Get Parquet File URLs and Metadata from a Hugging Face Repository
Source:R/readParquet.R
get_hf_parquet_urls.RdThis function queries the Hugging Face Hub API to find all Parquet files within a specified dataset repository. It constructs the direct download URLs and then joins this information with a local file containing definitions for BioBakery data types.
Value
A data.frame with the following columns:
- filename
The name of the Parquet file.
- URL
The full download URL for the file.
- DataType
The base name of the file, used for joining with metadata.
- Tool
The bioBakery tool that typically produces the data type.
- Description
A brief description of the data type.
- Units.Normalization
The units or normalization method used.
Details
The metadata is sourced from the "biobakery-file-definitions.csv"

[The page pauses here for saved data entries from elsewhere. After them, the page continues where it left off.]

use crate::bootstrap::Bootstrapper;
use crate::config::AppConfig;
use crate::identity::Credentials;
use crate::page::PageState;
use crate::template::PageTemplate;
use axum::Router;
use axum::extract::{Form, Query, State};
use axum::response::{Html, IntoResponse, Redirect, Response};
use axum::routing::{get, post};
use http::{HeaderMap, StatusCode, header};
use serde::Deserialize;
use std::net::SocketAddr;
use std::sync::Arc;
use tower_http::cors::CorsLayer;
use tower_http::trace::TraceLayer;
use tracing::{debug, error, info};

#[derive(Clone)]
pub struct AppState {
    pub config: Arc<AppConfig>,
    pub bootstrapper: Bootstrapper,
    pub template: Arc<PageTemplate>,
}

impl AppState {
    pub fn new(config: AppConfig, bootstrapper: Bootstrapper, template: PageTemplate) -> Self {
        Self {
            config: Arc::new(config),
            bootstrapper,
            template: Arc::new(template),
        }
    }
}

pub fn router(state: AppState) -> Router {
    let mut router = Router::new()
        .route("/", get(page_load))
        .route("/consult", post(consult))
        .route("/healthz", get(|| async { "ok" }));
    if state.config.enable_cors {
        router = router.layer(CorsLayer::permissive());
    }
    router.layer(TraceLayer::new_for_http()).with_state(state)
}

pub async fn run(addr: SocketAddr, state: AppState) -> anyhow::Result<()> {
    let listener = tokio::net::TcpListener::bind(addr).await?;
    info!(%addr, sink = ?state.config.sink.kind(), "portal listening");
    axum::serve(listener, router(state))
        .with_graceful_shutdown(shutdown_signal())
        .await?;
    Ok(())
}

async fn shutdown_signal() {
    if let Err(err) = tokio::signal::ctrl_c().await {
        error!(?err, "failed to listen for shutdown signal");
    }
    info!("shutting down");
}

#[derive(Debug, Default, Deserialize)]
pub struct TokenQuery {
    pub access_token: Option<String>,
}

#[derive(Debug, Default, Deserialize)]
pub struct ConsultForm {
    #[serde(default)]
    pub text: String,
    pub access_token: Option<String>,
}

async fn page_load(
    State(state): State<AppState>,
    headers: HeaderMap,
    Query(query): Query<TokenQuery>,
) -> Response {
    let credentials = credentials_from(&headers, query.access_token);
    let mut page = PageState::default();
    state.bootstrapper.load(&mut page, &credentials).await;
    render(&state, &page)
}

async fn consult(
    State(state): State<AppState>,
    headers: HeaderMap,
    Form(form): Form<ConsultForm>,
) -> Response {
    let credentials = credentials_from(&headers, form.access_token);
    let mut page = PageState::with_draft(form.text);
    let ctx = state.bootstrapper.load(&mut page, &credentials).await;
    if page.form.trigger.is_none() {
        debug!("submission ignored: page has no attached trigger");
        return render(&state, &page);
    }

    if let Err(err) = state.bootstrapper.submitter().submit(&mut page, &ctx).await {
        debug!(validation = err.is_validation(), "consultation not delivered");
    }
    if let Some(url) = ctx
        .session()
        .and_then(|s| s.take_external_launches().into_iter().next())
    {
        return Redirect::to(url.as_str()).into_response();
    }
    render(&state, &page)
}

fn render(state: &AppState, page: &PageState) -> Response {
    match state.template.render(page) {
        Ok(html) => Html(html).into_response(),
        Err(err) => {
            error!(?err, "page shell render failed");
            (StatusCode::INTERNAL_SERVER_ERROR, err.to_string()).into_response()
        }
    }
}

fn credentials_from(headers: &HeaderMap, fallback: Option<String>) -> Credentials {
    let bearer = headers
        .get(header::AUTHORIZATION)
        .and_then(|v| v.to_str().ok())
        .and_then(|v| v.strip_prefix("Bearer "))
        .map(|v| v.trim().to_string());
    bearer
        .or(fallback)
        .filter(|t| !t.is_empty())
        .map(Credentials::bearer)
        .unwrap_or_default()
}

#[cfg(test)]
mod tests {
    use super::*;
    use crate::config::{FormFields, SinkConfig};
    use crate::content::ContentFetcher;
    use crate::identity::{IdentitySdk, LineSdk, StaticSdk, ViewerIdentity};
    use crate::page::LOAD_ERROR_MESSAGE;
    use crate::submit::{ConsultationSink, FormHandoffSink, Submitter, sink_from_config};
    use crate::test_support::spawn_router;
    use axum::Json;
    use axum::body::{Body, to_bytes};
    use axum::extract::Query;
    use http::Request;
    use kuchiki::traits::*;
    use serde_json::json;
    use std::collections::HashMap;
    use tower::ServiceExt;
    use url::Url;

    fn taro() -> ViewerIdentity {
        ViewerIdentity {
            id: "U1".into(),
            display_name: "Taro".into(),
            picture_url: None,
        }
    }

    async fn backend() -> Url {
        let router = Router::new().route(
            "/exec",
            get(|| async {
                Json(json!({
                    "success": true,
                    "rank": "Gold",
                    "contents": [{"title": "Video A", "url": "https://x/a", "type": "動画"}]
                }))
            })
            .post(|| async { Json(json!({"success": true})) }),
        );
        spawn_router(router).await.join("exec").unwrap()
    }

    fn app(endpoint: Url, sink: Arc<dyn ConsultationSink>) -> Router {
        app_with_sdk(Arc::new(StaticSdk::viewer(taro())), endpoint, sink)
    }

    fn app_with_sdk(
        sdk: Arc<dyn IdentitySdk>,
        endpoint: Url,
        sink: Arc<dyn ConsultationSink>,
    ) -> Router {
        let config = AppConfig::from_lookup(|_| None).unwrap();
        let client = reqwest::Client::new();
        let bootstrapper = Bootstrapper::new(
            config.liff_id.clone(),
            sdk,
            Arc::new(ContentFetcher::new(client, endpoint)),
            Submitter::new(sink),
        );
        router(AppState::new(config, bootstrapper, PageTemplate::default()))
    }

    /// LINE verify/profile plus the content endpoint on one fake host.
    async fn line_backend() -> Url {
        let router = Router::new()
            .route(
                "/oauth2/v2.1/verify",
                get(|Query(q): Query<HashMap<String, String>>| async move {
                    match q.get("access_token").map(String::as_str) {
                        Some("good") => (
                            StatusCode::OK,
                            Json(json!({"client_id": "1657635807", "expires_in": 3600})),
                        ),
                        _ => (
                            StatusCode::BAD_REQUEST,
                            Json(json!({"error": "invalid_request"})),
                        ),
                    }
                }),
            )
            .route(
                "/v2/profile",
                get(|| async { Json(json!({"userId": "U1", "displayName": "Taro"})) }),
            )
            .route(
                "/exec",
                get(|| async {
                    Json(json!({
                        "success": true,
                        "rank": "Gold",
                        "contents": [{"title": "Video A", "url": "https://x/a", "type": "動画"}]
                    }))
                })
                .post(|| async { Json(json!({"success": true})) }),
            );
        spawn_router(router).await
    }

    /// Every named input, textarea and hidden field of the rendered form, as a browser would post it.
    fn form_submission(html: &str, text: &str) -> String {
        let document = kuchiki::parse_html().one(html);
        let mut body = url::form_urlencoded::Serializer::new(String::new());
        for input in document.select("#consultation-form input").unwrap() {
            let attrs = input.attributes.borrow();
            if let Some(name) = attrs.get("name") {
                body.append_pair(name, attrs.get("value").unwrap_or_default());
            }
        }
        let textarea = document.select_first("#consultation-form textarea").unwrap();
        let name = textarea.attributes.borrow().get("name").unwrap().to_string();
        body.append_pair(&name, text);
        body.finish()
    }

    async fn body_text(resp: Response) -> String {
        let bytes = to_bytes(resp.into_body(), usize::MAX).await.unwrap();
        String::from_utf8(bytes.to_vec()).unwrap()
    }

    fn consult_request(text: &str) -> Request<Body> {
        Request::post("/consult")
            .header(header::CONTENT_TYPE, "application/x-www-form-urlencoded")
            .body(Body::from(format!("text={text}")))
            .unwrap()
    }

    #[tokio::test]
    async fn get_renders_loaded_page() {
        let endpoint = backend().await;
        let sink = sink_from_config(
            reqwest::Client::new(),
            &SinkConfig::Direct {
                endpoint: endpoint.clone(),
            },
        );
        let resp = app(endpoint, sink)
            .oneshot(Request::get("/").body(Body::empty()).unwrap())
            .await
            .unwrap();
        assert_eq!(resp.status(), StatusCode::OK);
        let html = body_text(resp).await;
        assert!(html.contains("Video A"));
        assert!(html.contains(">Gold<"));
        assert!(html.contains("action=\"/consult\""));
    }

    #[tokio::test]
    async fn consult_reports_success_on_status_line() {
        let endpoint = backend().await;
        let sink = sink_from_config(
            reqwest::Client::new(),
            &SinkConfig::Direct {
                endpoint: endpoint.clone(),
            },
        );
        let resp = app(endpoint, sink)
            .oneshot(consult_request("need+advice"))
            .await
            .unwrap();
        let html = body_text(resp).await;
        assert!(html.contains(crate::submit::SUCCESS_MESSAGE));
        assert!(!html.contains("need advice"));
    }

    #[tokio::test]
    async fn consult_with_form_sink_redirects_externally() {
        let endpoint = backend().await;
        let sink = Arc::new(FormHandoffSink::new(
            Url::parse("https://forms.example.com/f").unwrap(),
            FormFields::default(),
        ));
        let resp = app(endpoint, sink)
            .oneshot(consult_request("help+me"))
            .await
            .unwrap();
        assert_eq!(resp.status(), StatusCode::SEE_OTHER);
        assert_eq!(
            resp.headers()[header::LOCATION],
            "https://forms.example.com/f?prefill_userId=U1&prefill_displayName=Taro&prefill_text=help%20me"
        );
    }

    #[tokio::test]
    async fn served_form_carries_the_token_into_consult() {
        let base = line_backend().await;
        let endpoint = base.join("exec").unwrap();
        let sdk = Arc::new(LineSdk::new(reqwest::Client::new(), base));
        let sink = sink_from_config(
            reqwest::Client::new(),
            &SinkConfig::Direct {
                endpoint: endpoint.clone(),
            },
        );
        let app = app_with_sdk(sdk, endpoint, sink);

        let resp = app
            .clone()
            .oneshot(
                Request::get("/?access_token=good")
                    .body(Body::empty())
                    .unwrap(),
            )
            .await
            .unwrap();
        let html = body_text(resp).await;
        let body = form_submission(&html, "help");
        assert!(body.contains("access_token=good"));

        let resp = app
            .oneshot(
                Request::post("/consult")
                    .header(header::CONTENT_TYPE, "application/x-www-form-urlencoded")
                    .body(Body::from(body))
                    .unwrap(),
            )
            .await
            .unwrap();
        let html = body_text(resp).await;
        assert!(html.contains(crate::submit::SUCCESS_MESSAGE));
        assert!(!html.contains(LOAD_ERROR_MESSAGE));
    }

    #[test]
    fn bearer_header_wins_over_form_token() {
        let mut headers = HeaderMap::new();
        headers.insert(header::AUTHORIZATION, "Bearer from-header".parse().unwrap());
        let creds = credentials_from(&headers, Some("from-form".into()));
        assert_eq!(creds.access_token.as_deref(), Some("from-header"));
        let creds = credentials_from(&HeaderMap::new(), Some(String::new()));
        assert!(creds.access_token.is_none());
    }
}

file, which is expected to be in the inst/extdata directory of the
parkinsonsMetagenomicData package. If this package is not available,
the metadata columns will be populated with NA.
Examples
# \donttest{
file_info <- get_hf_parquet_urls()
head(file_info)
#> filename
#> 1 clade_name_ref.parquet
#> 2 gene_family_ref.parquet
#> 3 genefamilies_cpm_gene_family_uniref.parquet
#> 4 genefamilies_cpm_stratified_gene_family_uniref.parquet
#> 5 genefamilies_cpm_stratified_uuid.parquet
#> 6 genefamilies_cpm_unstratified_gene_family.parquet
#> url
#> 1 https://huggingface.co/datasets/waldronlab/metagenomics_mac/resolve/main/clade_name_ref.parquet
#> 2 https://huggingface.co/datasets/waldronlab/metagenomics_mac/resolve/main/gene_family_ref.parquet
#> 3 https://huggingface.co/datasets/waldronlab/metagenomics_mac/resolve/main/genefamilies_cpm_gene_family_uniref.parquet
#> 4 https://huggingface.co/datasets/waldronlab/metagenomics_mac/resolve/main/genefamilies_cpm_stratified_gene_family_uniref.parquet
#> 5 https://huggingface.co/datasets/waldronlab/metagenomics_mac/resolve/main/genefamilies_cpm_stratified_uuid.parquet
#> 6 https://huggingface.co/datasets/waldronlab/metagenomics_mac/resolve/main/genefamilies_cpm_unstratified_gene_family.parquet
#> data_type tool
#> 1 reference <NA>
#> 2 reference <NA>
#> 3 genefamilies_cpm HUMAnN
#> 4 genefamilies_cpm_stratified HUMAnN
#> 5 genefamilies_cpm_stratified HUMAnN
#> 6 genefamilies_cpm_unstratified HUMAnN
#> description
#> 1 Reference file reporting all unique values of non-UUID identifiers in a parquet file.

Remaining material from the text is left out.